*** THE RECORDS Section Begins ***

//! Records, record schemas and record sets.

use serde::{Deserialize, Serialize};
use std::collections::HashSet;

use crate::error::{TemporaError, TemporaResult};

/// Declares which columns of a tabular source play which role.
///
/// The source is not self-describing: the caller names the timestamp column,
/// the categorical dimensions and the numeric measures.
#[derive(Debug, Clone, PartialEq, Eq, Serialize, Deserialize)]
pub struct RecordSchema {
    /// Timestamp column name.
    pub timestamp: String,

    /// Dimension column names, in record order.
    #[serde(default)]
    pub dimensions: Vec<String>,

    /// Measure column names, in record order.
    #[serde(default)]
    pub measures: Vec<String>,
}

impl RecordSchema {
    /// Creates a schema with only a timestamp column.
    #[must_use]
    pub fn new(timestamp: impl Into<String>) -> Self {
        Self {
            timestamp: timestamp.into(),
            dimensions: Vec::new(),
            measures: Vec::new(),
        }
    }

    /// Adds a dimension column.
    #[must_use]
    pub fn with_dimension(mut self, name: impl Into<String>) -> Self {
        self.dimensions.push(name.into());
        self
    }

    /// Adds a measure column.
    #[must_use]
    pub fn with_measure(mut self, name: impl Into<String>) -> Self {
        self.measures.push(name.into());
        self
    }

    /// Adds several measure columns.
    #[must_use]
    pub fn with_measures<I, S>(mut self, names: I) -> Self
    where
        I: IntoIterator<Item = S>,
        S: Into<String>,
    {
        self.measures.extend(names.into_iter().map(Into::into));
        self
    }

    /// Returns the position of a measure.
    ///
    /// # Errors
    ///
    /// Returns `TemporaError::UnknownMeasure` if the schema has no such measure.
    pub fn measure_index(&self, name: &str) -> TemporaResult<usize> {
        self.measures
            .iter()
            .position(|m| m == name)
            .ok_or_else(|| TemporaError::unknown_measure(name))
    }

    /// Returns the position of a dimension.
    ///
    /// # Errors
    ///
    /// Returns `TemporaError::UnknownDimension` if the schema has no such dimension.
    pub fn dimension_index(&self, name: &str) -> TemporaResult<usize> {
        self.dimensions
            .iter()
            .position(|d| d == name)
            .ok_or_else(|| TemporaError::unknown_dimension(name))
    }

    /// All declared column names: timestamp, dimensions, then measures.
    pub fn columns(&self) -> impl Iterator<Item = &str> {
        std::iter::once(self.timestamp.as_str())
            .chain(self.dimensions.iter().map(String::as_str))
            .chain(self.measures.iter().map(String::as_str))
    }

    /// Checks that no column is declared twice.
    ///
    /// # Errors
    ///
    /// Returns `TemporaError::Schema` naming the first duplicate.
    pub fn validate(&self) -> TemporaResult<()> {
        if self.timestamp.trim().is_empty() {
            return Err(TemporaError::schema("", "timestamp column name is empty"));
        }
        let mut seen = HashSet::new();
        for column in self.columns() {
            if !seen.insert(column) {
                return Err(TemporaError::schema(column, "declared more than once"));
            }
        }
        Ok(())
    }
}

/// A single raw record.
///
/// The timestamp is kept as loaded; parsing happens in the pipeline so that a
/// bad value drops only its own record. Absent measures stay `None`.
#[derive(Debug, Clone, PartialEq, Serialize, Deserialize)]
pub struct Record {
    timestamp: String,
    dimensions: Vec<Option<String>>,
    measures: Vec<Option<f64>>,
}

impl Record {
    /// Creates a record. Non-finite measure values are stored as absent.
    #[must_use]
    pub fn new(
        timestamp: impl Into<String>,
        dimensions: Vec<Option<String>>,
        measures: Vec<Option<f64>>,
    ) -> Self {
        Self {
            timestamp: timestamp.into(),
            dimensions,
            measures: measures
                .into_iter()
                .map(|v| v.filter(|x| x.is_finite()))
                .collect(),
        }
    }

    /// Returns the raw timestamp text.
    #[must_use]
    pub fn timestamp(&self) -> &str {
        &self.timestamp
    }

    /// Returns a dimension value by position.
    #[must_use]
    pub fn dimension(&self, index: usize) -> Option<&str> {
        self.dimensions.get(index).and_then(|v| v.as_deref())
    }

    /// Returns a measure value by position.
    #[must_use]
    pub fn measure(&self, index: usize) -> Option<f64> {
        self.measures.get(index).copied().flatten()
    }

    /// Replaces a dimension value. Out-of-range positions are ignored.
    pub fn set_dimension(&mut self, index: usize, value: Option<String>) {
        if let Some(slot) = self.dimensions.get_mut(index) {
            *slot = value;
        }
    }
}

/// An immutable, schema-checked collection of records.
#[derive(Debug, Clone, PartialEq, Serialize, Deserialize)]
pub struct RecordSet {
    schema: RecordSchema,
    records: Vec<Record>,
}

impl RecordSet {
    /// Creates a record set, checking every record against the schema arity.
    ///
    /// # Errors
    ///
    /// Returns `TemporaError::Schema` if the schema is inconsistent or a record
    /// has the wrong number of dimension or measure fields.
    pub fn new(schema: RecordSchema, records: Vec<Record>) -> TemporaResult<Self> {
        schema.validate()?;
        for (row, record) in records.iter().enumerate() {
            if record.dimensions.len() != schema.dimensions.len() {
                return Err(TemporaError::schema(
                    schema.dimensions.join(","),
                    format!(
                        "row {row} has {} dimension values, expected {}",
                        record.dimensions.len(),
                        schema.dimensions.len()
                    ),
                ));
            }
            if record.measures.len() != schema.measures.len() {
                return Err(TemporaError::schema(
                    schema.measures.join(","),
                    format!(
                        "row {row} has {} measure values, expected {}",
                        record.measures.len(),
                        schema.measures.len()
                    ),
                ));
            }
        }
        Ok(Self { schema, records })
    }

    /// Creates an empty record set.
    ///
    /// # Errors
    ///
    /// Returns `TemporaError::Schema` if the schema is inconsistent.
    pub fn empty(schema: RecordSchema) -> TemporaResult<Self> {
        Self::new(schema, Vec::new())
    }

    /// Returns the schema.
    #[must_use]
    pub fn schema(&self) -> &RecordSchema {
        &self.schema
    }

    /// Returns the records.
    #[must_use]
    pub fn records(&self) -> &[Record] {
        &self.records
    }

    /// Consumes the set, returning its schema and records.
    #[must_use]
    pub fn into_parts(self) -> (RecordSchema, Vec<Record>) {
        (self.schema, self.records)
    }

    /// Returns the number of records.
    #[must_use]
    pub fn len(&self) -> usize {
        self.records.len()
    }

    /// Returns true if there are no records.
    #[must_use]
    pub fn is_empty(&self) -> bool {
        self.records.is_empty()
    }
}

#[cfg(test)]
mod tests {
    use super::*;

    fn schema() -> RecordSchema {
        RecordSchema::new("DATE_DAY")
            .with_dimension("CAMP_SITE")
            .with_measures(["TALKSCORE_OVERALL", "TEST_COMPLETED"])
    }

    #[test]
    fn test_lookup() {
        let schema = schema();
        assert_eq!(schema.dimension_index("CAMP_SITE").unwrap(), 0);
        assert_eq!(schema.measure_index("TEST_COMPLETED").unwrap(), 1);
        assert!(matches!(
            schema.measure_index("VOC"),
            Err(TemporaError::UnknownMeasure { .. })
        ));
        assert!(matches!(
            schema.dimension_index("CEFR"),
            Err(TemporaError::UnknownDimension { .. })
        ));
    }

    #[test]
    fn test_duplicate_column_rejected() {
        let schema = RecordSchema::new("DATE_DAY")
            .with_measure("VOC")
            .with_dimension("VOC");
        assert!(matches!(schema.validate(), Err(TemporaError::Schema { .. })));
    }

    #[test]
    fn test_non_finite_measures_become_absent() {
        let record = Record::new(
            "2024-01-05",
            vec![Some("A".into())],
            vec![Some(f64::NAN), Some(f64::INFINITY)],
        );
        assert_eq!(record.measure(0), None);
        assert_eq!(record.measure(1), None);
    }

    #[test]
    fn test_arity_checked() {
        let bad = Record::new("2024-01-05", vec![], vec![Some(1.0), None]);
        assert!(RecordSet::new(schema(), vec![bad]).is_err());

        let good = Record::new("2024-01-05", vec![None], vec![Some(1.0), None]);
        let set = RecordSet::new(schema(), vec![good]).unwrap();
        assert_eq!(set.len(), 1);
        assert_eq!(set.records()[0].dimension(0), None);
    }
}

*** THE RECORDS Section Ends ***

_ASSIGNED TASK_
Would you tally the lines above that include "Deserialize" and reply with only the total?

_YOUR RESPONSE_
4